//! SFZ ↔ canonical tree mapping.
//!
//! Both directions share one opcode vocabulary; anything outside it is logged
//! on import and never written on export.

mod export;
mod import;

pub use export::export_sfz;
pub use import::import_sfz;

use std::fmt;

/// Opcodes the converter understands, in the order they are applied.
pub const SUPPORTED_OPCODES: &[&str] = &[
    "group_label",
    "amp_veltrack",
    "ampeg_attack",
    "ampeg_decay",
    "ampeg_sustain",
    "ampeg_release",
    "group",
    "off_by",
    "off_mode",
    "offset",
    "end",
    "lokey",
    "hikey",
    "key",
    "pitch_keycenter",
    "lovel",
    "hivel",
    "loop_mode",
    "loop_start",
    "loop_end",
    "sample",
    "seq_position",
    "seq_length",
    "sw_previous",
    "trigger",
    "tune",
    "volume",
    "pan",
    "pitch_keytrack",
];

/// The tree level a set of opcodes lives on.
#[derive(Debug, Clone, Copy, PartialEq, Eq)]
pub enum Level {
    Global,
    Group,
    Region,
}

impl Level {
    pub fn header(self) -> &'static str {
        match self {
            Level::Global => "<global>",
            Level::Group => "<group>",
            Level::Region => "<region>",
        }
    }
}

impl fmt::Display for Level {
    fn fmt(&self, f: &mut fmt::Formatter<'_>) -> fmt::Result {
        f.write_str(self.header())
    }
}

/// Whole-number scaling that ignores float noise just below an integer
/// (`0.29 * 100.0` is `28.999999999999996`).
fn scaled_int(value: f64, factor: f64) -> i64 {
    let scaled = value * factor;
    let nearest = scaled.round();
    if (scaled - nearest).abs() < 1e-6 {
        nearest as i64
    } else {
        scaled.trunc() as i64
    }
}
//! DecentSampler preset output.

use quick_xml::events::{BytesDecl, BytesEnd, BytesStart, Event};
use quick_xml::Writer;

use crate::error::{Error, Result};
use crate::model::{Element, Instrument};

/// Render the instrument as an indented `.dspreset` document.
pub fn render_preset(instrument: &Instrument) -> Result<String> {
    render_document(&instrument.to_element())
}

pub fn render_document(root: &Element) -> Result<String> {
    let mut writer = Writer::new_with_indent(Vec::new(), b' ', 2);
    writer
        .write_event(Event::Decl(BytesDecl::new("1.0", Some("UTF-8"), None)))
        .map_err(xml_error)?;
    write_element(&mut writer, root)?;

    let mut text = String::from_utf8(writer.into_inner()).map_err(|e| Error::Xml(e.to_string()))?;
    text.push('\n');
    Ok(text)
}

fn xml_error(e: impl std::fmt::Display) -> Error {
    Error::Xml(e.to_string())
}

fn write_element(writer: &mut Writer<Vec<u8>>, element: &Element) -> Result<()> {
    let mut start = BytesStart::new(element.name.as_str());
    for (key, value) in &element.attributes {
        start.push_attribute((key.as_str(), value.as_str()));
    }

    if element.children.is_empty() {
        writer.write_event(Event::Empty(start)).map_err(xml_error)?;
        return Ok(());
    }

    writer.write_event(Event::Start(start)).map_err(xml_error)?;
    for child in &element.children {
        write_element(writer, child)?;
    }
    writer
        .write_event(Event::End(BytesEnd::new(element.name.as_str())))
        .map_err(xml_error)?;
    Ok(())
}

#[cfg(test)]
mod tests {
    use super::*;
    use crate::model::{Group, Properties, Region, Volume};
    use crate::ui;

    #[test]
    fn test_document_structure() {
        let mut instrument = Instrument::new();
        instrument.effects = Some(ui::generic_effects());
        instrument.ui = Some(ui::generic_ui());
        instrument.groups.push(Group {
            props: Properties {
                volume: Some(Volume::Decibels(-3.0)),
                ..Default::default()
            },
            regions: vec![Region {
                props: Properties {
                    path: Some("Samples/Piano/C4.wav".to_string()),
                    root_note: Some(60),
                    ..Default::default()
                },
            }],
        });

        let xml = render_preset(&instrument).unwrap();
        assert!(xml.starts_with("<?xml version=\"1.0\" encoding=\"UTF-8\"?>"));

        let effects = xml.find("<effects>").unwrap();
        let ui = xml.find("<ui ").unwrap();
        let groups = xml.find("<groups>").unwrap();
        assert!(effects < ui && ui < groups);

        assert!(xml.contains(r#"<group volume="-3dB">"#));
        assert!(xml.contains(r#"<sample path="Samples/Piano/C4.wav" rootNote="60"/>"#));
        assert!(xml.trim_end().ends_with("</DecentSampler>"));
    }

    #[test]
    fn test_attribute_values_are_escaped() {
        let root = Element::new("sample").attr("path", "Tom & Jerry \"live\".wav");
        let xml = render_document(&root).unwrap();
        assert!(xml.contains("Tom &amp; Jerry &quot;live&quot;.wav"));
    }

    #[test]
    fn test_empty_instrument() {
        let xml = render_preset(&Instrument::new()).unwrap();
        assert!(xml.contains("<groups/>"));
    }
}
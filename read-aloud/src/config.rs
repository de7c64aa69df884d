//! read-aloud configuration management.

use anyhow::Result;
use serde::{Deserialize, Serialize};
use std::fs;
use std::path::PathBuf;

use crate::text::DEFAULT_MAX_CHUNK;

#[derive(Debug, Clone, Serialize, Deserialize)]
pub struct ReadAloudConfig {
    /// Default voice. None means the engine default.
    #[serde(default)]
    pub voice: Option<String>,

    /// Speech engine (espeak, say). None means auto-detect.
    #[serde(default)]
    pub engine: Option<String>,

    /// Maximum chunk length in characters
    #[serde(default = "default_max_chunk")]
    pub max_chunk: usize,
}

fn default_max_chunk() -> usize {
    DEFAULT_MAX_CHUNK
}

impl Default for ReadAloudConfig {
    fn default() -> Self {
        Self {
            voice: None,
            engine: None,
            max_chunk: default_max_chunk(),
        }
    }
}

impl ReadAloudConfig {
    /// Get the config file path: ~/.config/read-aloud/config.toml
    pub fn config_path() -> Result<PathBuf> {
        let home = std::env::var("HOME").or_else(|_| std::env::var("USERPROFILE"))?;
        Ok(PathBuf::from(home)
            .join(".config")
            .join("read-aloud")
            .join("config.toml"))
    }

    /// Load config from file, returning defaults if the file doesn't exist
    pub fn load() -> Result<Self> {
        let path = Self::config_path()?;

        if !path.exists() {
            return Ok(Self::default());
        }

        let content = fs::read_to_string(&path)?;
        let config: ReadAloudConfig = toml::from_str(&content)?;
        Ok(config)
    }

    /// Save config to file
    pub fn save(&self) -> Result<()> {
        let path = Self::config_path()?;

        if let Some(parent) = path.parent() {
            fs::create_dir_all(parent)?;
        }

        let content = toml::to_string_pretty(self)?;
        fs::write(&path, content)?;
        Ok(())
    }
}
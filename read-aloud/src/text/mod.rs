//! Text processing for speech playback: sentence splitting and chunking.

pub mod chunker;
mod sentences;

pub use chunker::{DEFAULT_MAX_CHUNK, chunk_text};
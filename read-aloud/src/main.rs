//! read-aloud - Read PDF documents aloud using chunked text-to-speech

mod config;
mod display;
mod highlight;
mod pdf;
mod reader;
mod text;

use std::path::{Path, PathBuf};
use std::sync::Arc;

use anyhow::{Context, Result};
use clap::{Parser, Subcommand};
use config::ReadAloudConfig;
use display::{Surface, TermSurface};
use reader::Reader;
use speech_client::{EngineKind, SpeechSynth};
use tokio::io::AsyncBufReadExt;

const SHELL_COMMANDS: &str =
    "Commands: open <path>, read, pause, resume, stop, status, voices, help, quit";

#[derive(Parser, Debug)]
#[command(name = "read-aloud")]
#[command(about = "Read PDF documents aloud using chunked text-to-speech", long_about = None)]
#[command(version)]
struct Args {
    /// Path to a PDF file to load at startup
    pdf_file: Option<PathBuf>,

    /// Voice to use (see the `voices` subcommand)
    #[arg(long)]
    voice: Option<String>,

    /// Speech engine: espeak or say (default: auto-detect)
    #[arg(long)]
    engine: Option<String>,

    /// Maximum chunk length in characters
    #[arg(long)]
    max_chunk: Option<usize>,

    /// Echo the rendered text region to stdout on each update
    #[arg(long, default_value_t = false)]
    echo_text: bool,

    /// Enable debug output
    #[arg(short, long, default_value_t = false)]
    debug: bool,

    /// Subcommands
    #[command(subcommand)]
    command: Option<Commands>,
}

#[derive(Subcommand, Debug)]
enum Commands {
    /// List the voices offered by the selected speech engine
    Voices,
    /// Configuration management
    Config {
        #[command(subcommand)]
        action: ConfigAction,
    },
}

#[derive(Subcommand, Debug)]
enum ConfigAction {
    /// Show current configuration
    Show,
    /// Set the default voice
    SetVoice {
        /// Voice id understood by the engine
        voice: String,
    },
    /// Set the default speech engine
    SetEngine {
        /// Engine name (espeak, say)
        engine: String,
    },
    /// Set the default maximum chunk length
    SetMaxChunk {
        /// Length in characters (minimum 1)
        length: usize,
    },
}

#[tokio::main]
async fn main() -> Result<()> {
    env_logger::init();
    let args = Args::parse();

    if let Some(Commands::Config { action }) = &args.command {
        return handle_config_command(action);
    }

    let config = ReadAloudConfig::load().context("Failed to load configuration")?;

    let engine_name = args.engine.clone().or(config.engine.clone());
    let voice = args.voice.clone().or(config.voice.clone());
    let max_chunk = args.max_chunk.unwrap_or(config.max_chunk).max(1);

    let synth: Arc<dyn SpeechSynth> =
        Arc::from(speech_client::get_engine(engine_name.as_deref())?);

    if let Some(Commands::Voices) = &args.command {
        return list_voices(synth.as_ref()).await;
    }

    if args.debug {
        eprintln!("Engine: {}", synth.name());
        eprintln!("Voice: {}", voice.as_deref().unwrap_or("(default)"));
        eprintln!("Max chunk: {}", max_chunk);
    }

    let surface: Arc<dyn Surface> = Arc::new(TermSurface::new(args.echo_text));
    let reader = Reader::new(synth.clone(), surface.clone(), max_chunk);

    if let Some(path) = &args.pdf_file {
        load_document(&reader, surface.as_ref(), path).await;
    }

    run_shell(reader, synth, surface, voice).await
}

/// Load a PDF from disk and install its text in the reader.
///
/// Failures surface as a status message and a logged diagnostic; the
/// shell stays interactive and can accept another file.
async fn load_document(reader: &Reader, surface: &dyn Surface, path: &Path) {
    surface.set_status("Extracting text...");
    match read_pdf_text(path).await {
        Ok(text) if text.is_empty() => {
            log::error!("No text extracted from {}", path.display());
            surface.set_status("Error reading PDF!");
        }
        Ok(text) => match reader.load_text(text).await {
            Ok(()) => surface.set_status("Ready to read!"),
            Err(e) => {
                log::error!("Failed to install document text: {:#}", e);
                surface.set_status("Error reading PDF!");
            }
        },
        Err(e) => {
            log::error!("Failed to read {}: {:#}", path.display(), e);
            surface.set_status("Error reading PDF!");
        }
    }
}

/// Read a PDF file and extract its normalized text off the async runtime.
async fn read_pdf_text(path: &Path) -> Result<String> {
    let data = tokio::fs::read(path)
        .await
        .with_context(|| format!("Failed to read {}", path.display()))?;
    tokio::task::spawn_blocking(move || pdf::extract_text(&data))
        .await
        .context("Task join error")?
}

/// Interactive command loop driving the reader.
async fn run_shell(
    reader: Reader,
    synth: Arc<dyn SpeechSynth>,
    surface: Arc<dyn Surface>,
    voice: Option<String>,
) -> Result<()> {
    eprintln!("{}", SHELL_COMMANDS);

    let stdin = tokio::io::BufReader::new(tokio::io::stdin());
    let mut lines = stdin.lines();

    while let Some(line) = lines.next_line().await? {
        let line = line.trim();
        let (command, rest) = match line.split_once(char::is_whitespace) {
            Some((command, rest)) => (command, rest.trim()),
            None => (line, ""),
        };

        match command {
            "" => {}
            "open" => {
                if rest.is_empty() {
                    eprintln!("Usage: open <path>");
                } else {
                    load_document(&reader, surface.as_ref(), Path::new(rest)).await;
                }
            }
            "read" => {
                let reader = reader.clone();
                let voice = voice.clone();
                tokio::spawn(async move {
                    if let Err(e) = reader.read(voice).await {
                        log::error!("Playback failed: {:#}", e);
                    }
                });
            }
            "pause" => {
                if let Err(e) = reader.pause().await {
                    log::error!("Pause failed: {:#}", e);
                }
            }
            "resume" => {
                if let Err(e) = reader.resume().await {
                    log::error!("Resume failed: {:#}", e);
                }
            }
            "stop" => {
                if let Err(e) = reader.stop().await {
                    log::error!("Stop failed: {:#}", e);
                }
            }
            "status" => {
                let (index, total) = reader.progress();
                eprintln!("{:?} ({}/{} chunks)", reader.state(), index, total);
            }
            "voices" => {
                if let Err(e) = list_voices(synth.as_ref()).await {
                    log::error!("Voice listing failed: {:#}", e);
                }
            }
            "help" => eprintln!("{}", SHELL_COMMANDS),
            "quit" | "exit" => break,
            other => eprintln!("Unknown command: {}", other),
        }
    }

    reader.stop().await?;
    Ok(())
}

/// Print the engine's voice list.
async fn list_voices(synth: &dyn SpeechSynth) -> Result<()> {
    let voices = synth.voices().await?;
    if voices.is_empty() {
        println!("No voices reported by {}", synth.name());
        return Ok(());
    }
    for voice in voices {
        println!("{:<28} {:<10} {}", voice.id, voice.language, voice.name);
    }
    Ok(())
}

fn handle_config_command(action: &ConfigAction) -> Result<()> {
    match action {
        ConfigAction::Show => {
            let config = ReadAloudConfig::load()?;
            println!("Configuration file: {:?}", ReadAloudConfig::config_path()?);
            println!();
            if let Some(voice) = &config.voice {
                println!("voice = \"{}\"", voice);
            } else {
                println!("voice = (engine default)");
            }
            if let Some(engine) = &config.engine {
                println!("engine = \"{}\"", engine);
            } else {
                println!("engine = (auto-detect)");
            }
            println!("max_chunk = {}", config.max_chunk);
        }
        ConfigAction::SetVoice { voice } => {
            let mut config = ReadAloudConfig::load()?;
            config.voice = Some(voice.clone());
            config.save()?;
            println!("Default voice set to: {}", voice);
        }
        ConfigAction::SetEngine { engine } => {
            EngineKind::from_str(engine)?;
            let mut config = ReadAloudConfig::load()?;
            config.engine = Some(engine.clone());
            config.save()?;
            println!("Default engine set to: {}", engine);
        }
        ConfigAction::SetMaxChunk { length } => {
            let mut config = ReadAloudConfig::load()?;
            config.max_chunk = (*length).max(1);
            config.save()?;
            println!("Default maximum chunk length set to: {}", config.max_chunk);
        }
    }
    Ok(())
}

• Work to complete
Wherever a line of the data above contains "using", copy that line.

• Task solution
//! read-aloud - Read PDF documents aloud using chunked text-to-speech
#[command(about = "Read PDF documents aloud using chunked text-to-speech", long_about = None)]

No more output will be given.